This column's relationship with Miss Sheena Lawson in Guisborough is much the same, and also conducted from a distance. Though we have never met - not for lack of newspaperman's promises - her recommendations over the years have been so dependable that it is tempting simply to insert "Sheena says so" in six inch capitals, and to take the rest of the week off.

Her latest tip, and the lady may be a doctor so unerringly is her finger on the pulse, was for Woody's, which opened last back end in Northallerton.

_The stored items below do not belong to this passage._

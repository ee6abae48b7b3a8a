//! Capability strings and operation requirements.
//!
//! # Purpose
//! Parses the `"<module>.<action>"` wire format and models what an operation
//! declares it needs before it may run.
//!
//! # Key invariants
//! - Capability strings split on the first `.`; both segments must be
//!   non-empty.
//! - Role lists and capabilities resolve independently, each handler first
//!   and class second.
//! - An empty handler role list counts as undeclared, so the class list
//!   still applies; an empty resolved list guards nothing.
use crate::errors::{CapabilityError, CapabilityResult};
use crate::role::Role;
use crate::taxonomy::{CapabilityModule, find_module};
use crate::Action;
use serde::{Deserialize, Serialize};

/// Split a capability string into `(module, action)` segments.
///
/// Returns `None` when the separator is missing or either side is empty.
pub fn split_capability(raw: &str) -> Option<(&str, &str)> {
    let (module, action) = raw.split_once('.')?;
    if module.is_empty() || action.is_empty() {
        return None;
    }
    Some((module, action))
}

/// A `(module, action)` pair validated against the taxonomy.
///
/// Every grant written by an administrator and every capability checked at
/// decision time goes through one of the constructors below.
#[derive(Debug, Clone, Copy, PartialEq, Eq)]
pub struct Capability {
    pub module: &'static CapabilityModule,
    pub action: Action,
}

impl Capability {
    pub fn new(module: &'static CapabilityModule, action: Action) -> CapabilityResult<Self> {
        if !module.allows(action) {
            return Err(CapabilityError::ActionNotAllowed {
                module: module.key.to_string(),
                action,
            });
        }
        Ok(Self { module, action })
    }

    /// Validate an already split module key and action name.
    pub fn from_parts(module_key: &str, action: &str) -> CapabilityResult<Self> {
        let module = find_module(module_key)
            .ok_or_else(|| CapabilityError::UnknownModule(module_key.to_string()))?;
        let action: Action = action
            .parse()
            .map_err(|_| CapabilityError::UnknownAction(action.to_string()))?;
        Self::new(module, action)
    }

    pub fn parse(raw: &str) -> CapabilityResult<Self> {
        let (module_key, action) =
            split_capability(raw).ok_or_else(|| CapabilityError::Malformed(raw.to_string()))?;
        Self::from_parts(module_key, action)
    }

    pub fn as_string(&self) -> String {
        self.to_string()
    }
}

impl std::fmt::Display for Capability {
    fn fmt(&self, f: &mut std::fmt::Formatter<'_>) -> std::fmt::Result {
        write!(f, "{}.{}", self.module.key, self.action)
    }
}

/// What a single level (handler or class) declares.
///
/// A level may declare a role list, a capability, both, or neither.
#[derive(Debug, Clone, Default, PartialEq, Eq, Serialize, Deserialize)]
pub struct Requirement {
    /// Only the listed roles may run the operation.
    #[serde(default, skip_serializing_if = "Option::is_none")]
    pub roles: Option<Vec<Role>>,
    /// A `"<module>.<action>"` capability string.
    #[serde(default, skip_serializing_if = "Option::is_none")]
    pub capability: Option<String>,
}

impl Requirement {
    pub fn roles<I, R>(roles: I) -> Self
    where
        I: IntoIterator<Item = R>,
        R: Into<Role>,
    {
        Self::default().with_roles(roles)
    }

    pub fn capability(raw: impl Into<String>) -> Self {
        Self::default().with_capability(raw)
    }

    pub fn with_roles<I, R>(mut self, roles: I) -> Self
    where
        I: IntoIterator<Item = R>,
        R: Into<Role>,
    {
        self.roles = Some(roles.into_iter().map(Into::into).collect());
        self
    }

    pub fn with_capability(mut self, raw: impl Into<String>) -> Self {
        self.capability = Some(raw.into());
        self
    }
}

/// Requirements attached to one operation at handler and class level.
#[derive(Debug, Clone, Default, PartialEq, Eq, Serialize, Deserialize)]
pub struct OperationRequirements {
    #[serde(default)]
    pub handler: Option<Requirement>,
    #[serde(default)]
    pub class: Option<Requirement>,
}

impl OperationRequirements {
    pub fn unguarded() -> Self {
        Self::default()
    }

    pub fn handler(requirement: Requirement) -> Self {
        Self {
            handler: Some(requirement),
            class: None,
        }
    }

    pub fn class(requirement: Requirement) -> Self {
        Self {
            handler: None,
            class: Some(requirement),
        }
    }

    pub fn with_class(mut self, requirement: Requirement) -> Self {
        self.class = Some(requirement);
        self
    }

    /// The role list that applies: the handler's when non-empty, otherwise
    /// the class's.
    pub fn resolved_roles(&self) -> Option<&[Role]> {
        self.handler
            .as_ref()
            .and_then(|level| level.roles.as_deref())
            .filter(|roles| !roles.is_empty())
            .or_else(|| self.class.as_ref().and_then(|level| level.roles.as_deref()))
    }

    /// The capability that applies: the handler's, otherwise the class's.
    pub fn resolved_capability(&self) -> Option<&str> {
        self.handler
            .as_ref()
            .and_then(|level| level.capability.as_deref())
            .or_else(|| {
                self.class
                    .as_ref()
                    .and_then(|level| level.capability.as_deref())
            })
    }
}

#[cfg(test)]
mod tests {
    use super::*;

    #[test]
    fn split_uses_first_separator() {
        assert_eq!(split_capability("invoices.create"), Some(("invoices", "create")));
        assert_eq!(split_capability("a.b.c"), Some(("a", "b.c")));
    }

    #[test]
    fn split_rejects_missing_segments() {
        assert_eq!(split_capability("invoices"), None);
        assert_eq!(split_capability(".create"), None);
        assert_eq!(split_capability("invoices."), None);
        assert_eq!(split_capability(""), None);
        assert_eq!(split_capability("."), None);
    }

    #[test]
    fn parse_validates_against_taxonomy() {
        let cap = Capability::parse("shipments.update").expect("valid");
        assert_eq!(cap.module.key, "shipments");
        assert_eq!(cap.action, Action::Update);
        assert_eq!(cap.to_string(), "shipments.update");
        assert_eq!(cap.as_string(), "shipments.update");
    }

    #[test]
    fn parse_error_variants() {
        assert!(matches!(
            Capability::parse("shipments"),
            Err(CapabilityError::Malformed(_))
        ));
        assert!(matches!(
            Capability::parse("payroll.read"),
            Err(CapabilityError::UnknownModule(_))
        ));
        assert!(matches!(
            Capability::parse("invoices.approve"),
            Err(CapabilityError::UnknownAction(_))
        ));
        assert!(matches!(
            Capability::parse("archive.delete"),
            Err(CapabilityError::ActionNotAllowed { .. })
        ));
    }

    #[test]
    fn from_parts_matches_parse() {
        assert_eq!(
            Capability::from_parts("archive", "update"),
            Capability::parse("archive.update")
        );
        assert!(matches!(
            Capability::from_parts("archive", "create"),
            Err(CapabilityError::ActionNotAllowed { .. })
        ));
    }

    #[test]
    fn class_role_list_survives_handler_capability() {
        let reqs = OperationRequirements::handler(Requirement::capability("invoices.read"))
            .with_class(Requirement::roles(["manager"]));
        assert_eq!(reqs.resolved_roles(), Some(&[Role::new("manager")][..]));
        assert_eq!(reqs.resolved_capability(), Some("invoices.read"));
    }

    #[test]
    fn handler_values_override_class_values() {
        let reqs = OperationRequirements::handler(
            Requirement::roles(["operator"]).with_capability("chat.create"),
        )
        .with_class(Requirement::roles(["manager"]).with_capability("chat.read"));
        assert_eq!(reqs.resolved_roles(), Some(&[Role::new("operator")][..]));
        assert_eq!(reqs.resolved_capability(), Some("chat.create"));
    }

    #[test]
    fn class_applies_when_handler_is_silent() {
        let reqs = OperationRequirements::class(Requirement::capability("chat.read"));
        assert_eq!(reqs.resolved_capability(), Some("chat.read"));
        assert_eq!(reqs.resolved_roles(), None);
        let reqs = OperationRequirements::handler(Requirement::default())
            .with_class(Requirement::roles(["viewer"]));
        assert_eq!(reqs.resolved_roles(), Some(&[Role::new("viewer")][..]));
    }

    #[test]
    fn empty_handler_role_list_defers_to_class() {
        let reqs = OperationRequirements::handler(Requirement::roles(Vec::<Role>::new()))
            .with_class(Requirement::roles(["manager"]).with_capability("email.read"));
        assert_eq!(reqs.resolved_roles(), Some(&[Role::new("manager")][..]));
        assert_eq!(reqs.resolved_capability(), Some("email.read"));

        let reqs = OperationRequirements::handler(Requirement::roles(Vec::<Role>::new()))
            .with_class(Requirement::capability("email.read"));
        assert_eq!(reqs.resolved_roles(), None);
        assert_eq!(reqs.resolved_capability(), Some("email.read"));

        let reqs = OperationRequirements::handler(Requirement::roles(Vec::<Role>::new()));
        assert_eq!(reqs.resolved_roles(), Some(&[] as &[Role]));
    }

    #[test]
    fn requirements_deserialize_from_json() {
        let reqs: OperationRequirements = serde_json::from_value(serde_json::json!({
            "handler": { "capability": "invoices.create" },
            "class": { "roles": ["admin", "manager"], "capability": "invoices.read" }
        }))
        .expect("deserialize");
        assert_eq!(reqs.handler, Some(Requirement::capability("invoices.create")));
        assert_eq!(
            reqs.class,
            Some(Requirement::roles(["admin", "manager"]).with_capability("invoices.read"))
        );
    }
}
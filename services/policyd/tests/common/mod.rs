use gatehouse_authz::store::memory::InMemoryStore;
use gatehouse_authz::{AuthorizationEngine, EngineConfig};
use policyd::app::{AppState, build_router};
use std::sync::Arc;

pub async fn read_json(response: axum::response::Response) -> serde_json::Value {
    let bytes = axum::body::to_bytes(response.into_body(), usize::MAX)
        .await
        .expect("body");
    serde_json::from_slice(&bytes).expect("json")
}

/// Router over a started engine backed by a fresh memory store.
pub async fn test_app() -> (axum::Router, Arc<AuthorizationEngine>) {
    let engine = Arc::new(AuthorizationEngine::new(
        Arc::new(InMemoryStore::new()),
        EngineConfig::default(),
    ));
    engine.start().await.expect("start engine");
    (build_router(AppState::new(engine.clone())), engine)
}
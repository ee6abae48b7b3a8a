//! Operation id → declared requirements.
//!
//! Calling layers register each gated operation once at startup instead of
//! attaching metadata to handlers. Lookups for unregistered operations return
//! the unguarded requirement set.
use crate::capability::{OperationRequirements, Requirement};
use std::collections::HashMap;

pub const OP_LIST_MODULES: &str = "permissions.modules.list";
pub const OP_GET_ROLE: &str = "permissions.roles.get";
pub const OP_LIST_ROLES: &str = "permissions.roles.list";
pub const OP_UPDATE_ROLE: &str = "permissions.roles.update";

/// Capabilities that gate the permission administration operations.
pub const CAP_USERS_READ: &str = "users.read";
pub const CAP_USERS_UPDATE: &str = "users.update";

#[derive(Debug, Clone, Default)]
pub struct OperationRegistry {
    operations: HashMap<String, OperationRequirements>,
}

impl OperationRegistry {
    pub fn new() -> Self {
        Self::default()
    }

    /// Registry containing the permission administration operations.
    pub fn with_admin_operations() -> Self {
        Self::new()
            .register(
                OP_LIST_MODULES,
                OperationRequirements::class(Requirement::capability(CAP_USERS_READ)),
            )
            .register(
                OP_GET_ROLE,
                OperationRequirements::class(Requirement::capability(CAP_USERS_READ)),
            )
            .register(
                OP_LIST_ROLES,
                OperationRequirements::class(Requirement::capability(CAP_USERS_READ)),
            )
            .register(
                OP_UPDATE_ROLE,
                OperationRequirements::handler(Requirement::capability(CAP_USERS_UPDATE))
                    .with_class(Requirement::capability(CAP_USERS_READ)),
            )
    }

    /// Add or replace the requirements for `operation`.
    pub fn register(
        mut self,
        operation: impl Into<String>,
        requirements: OperationRequirements,
    ) -> Self {
        self.operations.insert(operation.into(), requirements);
        self
    }

    pub fn requirements(&self, operation: &str) -> OperationRequirements {
        self.operations
            .get(operation)
            .cloned()
            .unwrap_or_default()
    }

    pub fn contains(&self, operation: &str) -> bool {
        self.operations.contains_key(operation)
    }

    pub fn operations(&self) -> impl Iterator<Item = (&str, &OperationRequirements)> {
        self.operations.iter().map(|(k, v)| (k.as_str(), v))
    }
}
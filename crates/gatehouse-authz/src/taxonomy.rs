//! Static capability taxonomy and default grants.
//!
//! # Purpose
//! Declares every module the application gates, the actions each module
//! supports, and the grants standard roles start with.
//!
//! # Key invariants
//! - The module list is immutable and keeps declaration order.
//! - Module keys are lower-case ASCII and never contain `.`.
//! - Every default grant names a declared module and only actions that module
//!   allows (checked by tests).
//! - Elevated roles are absent from the defaults; they bypass the table.
use crate::Action;
use crate::grants::Grants;
use serde::Serialize;

/// One gated business area and the actions it exposes.
#[derive(Debug, Clone, PartialEq, Eq, Serialize)]
pub struct CapabilityModule {
    pub key: &'static str,
    pub display_name: &'static str,
    pub allowed_actions: &'static [Action],
}

impl CapabilityModule {
    pub fn allows(&self, action: Action) -> bool {
        self.allowed_actions.contains(&action)
    }
}

const CRUD: &[Action] = &[Action::Create, Action::Read, Action::Update, Action::Delete];

static MODULES: [CapabilityModule; 9] = [
    CapabilityModule {
        key: "users",
        display_name: "Users",
        allowed_actions: CRUD,
    },
    CapabilityModule {
        key: "invoices",
        display_name: "Invoices",
        allowed_actions: CRUD,
    },
    CapabilityModule {
        key: "requests",
        display_name: "Requests",
        allowed_actions: CRUD,
    },
    CapabilityModule {
        key: "shipments",
        display_name: "Shipments",
        allowed_actions: &[Action::Create, Action::Read, Action::Update],
    },
    CapabilityModule {
        key: "documents",
        display_name: "Documents",
        allowed_actions: CRUD,
    },
    CapabilityModule {
        key: "archive",
        display_name: "Archive",
        allowed_actions: &[Action::Read, Action::Update],
    },
    CapabilityModule {
        key: "notifications",
        display_name: "Notifications",
        allowed_actions: &[Action::Read, Action::Update, Action::Delete],
    },
    CapabilityModule {
        key: "chat",
        display_name: "Chat",
        allowed_actions: &[Action::Create, Action::Read],
    },
    CapabilityModule {
        key: "email",
        display_name: "Email",
        allowed_actions: &[Action::Create, Action::Read],
    },
];

/// All modules in stable declaration order.
pub fn list_modules() -> &'static [CapabilityModule] {
    &MODULES
}

pub fn find_module(key: &str) -> Option<&'static CapabilityModule> {
    MODULES.iter().find(|module| module.key == key)
}

/// Whether `(module, action)` is a valid capability at all.
pub fn is_allowed(module: &str, action: Action) -> bool {
    find_module(module).is_some_and(|m| m.allows(action))
}

type DefaultGrant = (&'static str, &'static [(&'static str, &'static [Action])]);

const READ: &[Action] = &[Action::Read];
const CRU: &[Action] = &[Action::Create, Action::Read, Action::Update];

static DEFAULT_GRANTS: [DefaultGrant; 4] = [
    (
        "manager",
        &[
            ("users", READ),
            ("invoices", CRUD),
            ("requests", CRUD),
            ("shipments", CRU),
            ("documents", CRUD),
            ("archive", &[Action::Read, Action::Update]),
            ("notifications", &[Action::Read, Action::Update, Action::Delete]),
            ("chat", &[Action::Create, Action::Read]),
            ("email", &[Action::Create, Action::Read]),
        ],
    ),
    (
        "operator",
        &[
            ("requests", CRU),
            ("shipments", CRU),
            ("documents", CRU),
            ("archive", READ),
            ("notifications", &[Action::Read, Action::Update]),
            ("chat", &[Action::Create, Action::Read]),
        ],
    ),
    (
        "accountant",
        &[
            ("invoices", CRU),
            ("documents", READ),
            ("archive", READ),
            ("notifications", &[Action::Read, Action::Update]),
            ("email", &[Action::Create, Action::Read]),
        ],
    ),
    (
        "viewer",
        &[
            ("invoices", READ),
            ("requests", READ),
            ("shipments", READ),
            ("documents", READ),
            ("notifications", READ),
        ],
    ),
];

/// Seed grants for each standard role, in declaration order.
pub fn default_grants() -> Vec<(&'static str, Grants)> {
    DEFAULT_GRANTS
        .iter()
        .map(|(role, modules)| {
            let grants = modules
                .iter()
                .map(|(module, actions)| (module.to_string(), actions.iter().copied().collect()))
                .collect();
            (*role, grants)
        })
        .collect()
}
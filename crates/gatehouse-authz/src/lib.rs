//! Role and capability authorization engine.
//!
//! # Purpose
//! Answers one question per request: may an actor with a given role run an
//! operation that declares a role list or a `"<module>.<action>"` capability?
//!
//! # How it fits
//! Calling layers resolve the actor role and the operation's requirements,
//! then call [`AuthorizationEngine::authorize`]. Administrators change the
//! per-role grant table through [`PolicyAdmin`], which is gated by the same
//! engine.
//!
//! # Key invariants
//! - Grants only ever contain modules and actions the static taxonomy allows.
//! - Decisions read the in-memory cache only; the store is touched on start
//!   and on administrative writes.
//! - Elevated roles pass every capability check; explicit role lists still
//!   apply to them.
//!
//! # Examples
//! ```rust
//! use gatehouse_authz::{OperationRequirements, Requirement, split_capability};
//!
//! assert_eq!(split_capability("invoices.create"), Some(("invoices", "create")));
//! let reqs = OperationRequirements::handler(Requirement::capability("invoices.create"))
//!     .with_class(Requirement::roles(["manager"]));
//! assert_eq!(reqs.resolved_capability(), Some("invoices.create"));
//! assert!(reqs.resolved_roles().is_some());
//! ```
//!
//! # Common pitfalls
//! - Serving decisions before [`AuthorizationEngine::start`] completes: every
//!   standard role is denied.
//! - Expecting partial updates: an upsert replaces the role's whole grant set.

mod action;
mod admin;
mod cache;
mod capability;
mod decision;
mod engine;
mod errors;
mod grants;
mod registry;
mod role;
pub mod store;
pub mod taxonomy;

pub use action::Action;
pub use admin::PolicyAdmin;
pub use cache::{CacheSnapshot, PermissionCache};
pub use capability::{Capability, OperationRequirements, Requirement, split_capability};
pub use decision::{Decision, decide, has_grant};
pub use engine::{AuthorizationEngine, DEFAULT_STORE_TIMEOUT, EngineConfig};
pub use errors::{
    AdminError, AdminResult, CapabilityError, CapabilityResult, EngineError, EngineResult,
};
pub use grants::{Grants, RawGrants, clean_grants, retain_valid};
pub use registry::{
    CAP_USERS_READ, CAP_USERS_UPDATE, OP_GET_ROLE, OP_LIST_MODULES, OP_LIST_ROLES,
    OP_UPDATE_ROLE, OperationRegistry,
};
pub use role::{ELEVATED_ROLES, Role, is_elevated};
pub use store::{PermissionEntry, PermissionStore, StoreError, StoreResult};
pub use taxonomy::{CapabilityModule, default_grants, find_module, is_allowed, list_modules};
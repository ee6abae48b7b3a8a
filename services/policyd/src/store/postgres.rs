//! Postgres-backed permission table.
//!
//! # Data model
//! One row per role in `role_permissions`; `grants` is a JSONB object of
//! module key → action names. Migrations run on connect so the engine can
//! assume the table exists before seeding.
//!
//! # Key invariants
//! - `insert` is `ON CONFLICT DO NOTHING`; seeding never overwrites edits.
//! - `find_one_and_replace` is a single upsert statement, so a concurrent
//!   reader sees either the old row or the new one.
//! - Rows edited by hand may carry unknown modules or actions; they are
//!   dropped on read rather than failing the whole load.
//!
//! # Security notes
//! - The connection URL may contain credentials; it is never logged.
use crate::config::PostgresConfig;
use anyhow::anyhow;
use async_trait::async_trait;
use gatehouse_authz::{
    PermissionEntry, PermissionStore, RawGrants, Role, StoreError, StoreResult, clean_grants,
};
use sqlx::postgres::{PgConnectOptions, PgPoolOptions};
use sqlx::types::Json;
use sqlx::{FromRow, PgPool};
use std::str::FromStr;
use std::time::Duration;

pub struct PostgresStore {
    pool: PgPool,
}

#[derive(Debug, Clone, FromRow)]
struct DbRolePermissions {
    role: String,
    grants: Json<RawGrants>,
}

impl From<DbRolePermissions> for PermissionEntry {
    fn from(row: DbRolePermissions) -> Self {
        PermissionEntry::new(row.role, clean_grants(&row.grants.0))
    }
}

impl PostgresStore {
    /// Open a pool and apply migrations.
    pub async fn connect(pg: &PostgresConfig) -> StoreResult<Self> {
        let options = PgConnectOptions::from_str(&pg.url).map_err(store_error)?;
        let connect = PgPoolOptions::new()
            .max_connections(pg.max_connections)
            .acquire_timeout(Duration::from_millis(pg.acquire_timeout_ms))
            .connect_with(options);
        let pool = tokio::time::timeout(Duration::from_millis(pg.connect_timeout_ms), connect)
            .await
            .map_err(|_| StoreError::Unavailable("postgres connect timed out".to_string()))?
            .map_err(store_error)?;

        sqlx::migrate!("./migrations")
            .run(&pool)
            .await
            .map_err(|err| StoreError::Unexpected(anyhow!("migration failed: {err}")))?;
        tracing::info!(max_connections = pg.max_connections, "postgres permission store ready");
        Ok(Self { pool })
    }

    pub fn from_pool(pool: PgPool) -> Self {
        Self { pool }
    }
}

#[async_trait]
impl PermissionStore for PostgresStore {
    async fn find_one(&self, role: &Role) -> StoreResult<Option<PermissionEntry>> {
        let row: Option<DbRolePermissions> =
            sqlx::query_as("SELECT role, grants FROM role_permissions WHERE role = $1")
                .bind(role.as_str())
                .fetch_optional(&self.pool)
                .await
                .map_err(store_error)?;
        Ok(row.map(PermissionEntry::from))
    }

    async fn insert(&self, entry: PermissionEntry) -> StoreResult<bool> {
        let result = sqlx::query(
            "INSERT INTO role_permissions (role, grants) VALUES ($1, $2) \
             ON CONFLICT (role) DO NOTHING",
        )
        .bind(entry.role.as_str())
        .bind(Json(&entry.grants))
        .execute(&self.pool)
        .await
        .map_err(store_error)?;
        Ok(result.rows_affected() == 1)
    }

    async fn find_one_and_replace(
        &self,
        role: &Role,
        entry: PermissionEntry,
    ) -> StoreResult<PermissionEntry> {
        if &entry.role != role {
            return Err(StoreError::Conflict(format!(
                "entry for {} cannot replace {role}",
                entry.role
            )));
        }
        let row: DbRolePermissions = sqlx::query_as(
            "INSERT INTO role_permissions (role, grants, updated_at) VALUES ($1, $2, now()) \
             ON CONFLICT (role) DO UPDATE SET grants = EXCLUDED.grants, updated_at = now() \
             RETURNING role, grants",
        )
        .bind(role.as_str())
        .bind(Json(&entry.grants))
        .fetch_one(&self.pool)
        .await
        .map_err(store_error)?;
        Ok(row.into())
    }

    async fn find_all(&self) -> StoreResult<Vec<PermissionEntry>> {
        let rows: Vec<DbRolePermissions> =
            sqlx::query_as("SELECT role, grants FROM role_permissions ORDER BY role")
                .fetch_all(&self.pool)
                .await
                .map_err(store_error)?;
        Ok(rows.into_iter().map(PermissionEntry::from).collect())
    }

    async fn health_check(&self) -> StoreResult<()> {
        sqlx::query("SELECT 1")
            .execute(&self.pool)
            .await
            .map_err(store_error)?;
        Ok(())
    }

    fn is_durable(&self) -> bool {
        true
    }

    fn backend_name(&self) -> &'static str {
        "postgres"
    }
}

/// Connectivity failures become `Unavailable`; everything else is unexpected.
fn store_error(err: sqlx::Error) -> StoreError {
    match err {
        sqlx::Error::PoolTimedOut | sqlx::Error::PoolClosed => {
            StoreError::Unavailable(err.to_string())
        }
        sqlx::Error::Io(io) => StoreError::Unavailable(io.to_string()),
        other => StoreError::Unexpected(anyhow!(other)),
    }
}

It's in Zetland Street, between the High Street and HM Young Offenders' Institution, where wall rebuilding - there is an inherent problem with rebuilding prison walls with the residents still in situ - has brought a slightly chaotic one-way system to the town centre.

Memory also suggests a little local difference over the proposed colour, an ochre yellow, though the objections were not from those unfortunately incarcerated within but from the aesthetically affronted without.

It was in Northallerton jail, incidentally, that one of the two most profound things we ever heard was uttered - an elderly recidivist who, asked what he'd most miss about Christmas inside, reckoned it would be the chance to walk 100 yards in a straight line.

The other profundity concerned the Savoy chef and the pies and peas, but readers know that one already.

Woody's is owned by Peter Wood, who for 11 years was a chef at the nearby Solberge Hall Hotel, and by his wife Angela. The Stokesley Stockbroker, also in attendance, had surmised that the name might owe something to their affection for Woody Herman, or even Woody Woodpecker.

The obvious answer was the right one.

We lunched, two courses for £7.50 including coffee, three for £9.50. There's a "light lunch" menu, too, centred chiefly around "ciabattas and rustic rolls" with fillings like bacon, tomato and brie; smoked slamon, prawns and cream cheese and roasted Mediterranean vegetables with Mozzarella cheese.

The other diners were exclusively female. In Northallerton, as elsewhere, it may be a case of men must work and women must keep company.

The room's oblong, no crannies, a large mirror at one end which may be fashionable but always suggests that it might once have been a barber's. In its immediately previous incarnation it was a pizza place.

The stockbroker began with button mushrooms with salami and sweet peppers in a garlic and herb butter, we with a herby, creamy mushroom soup which, like everything else, was attractively presented.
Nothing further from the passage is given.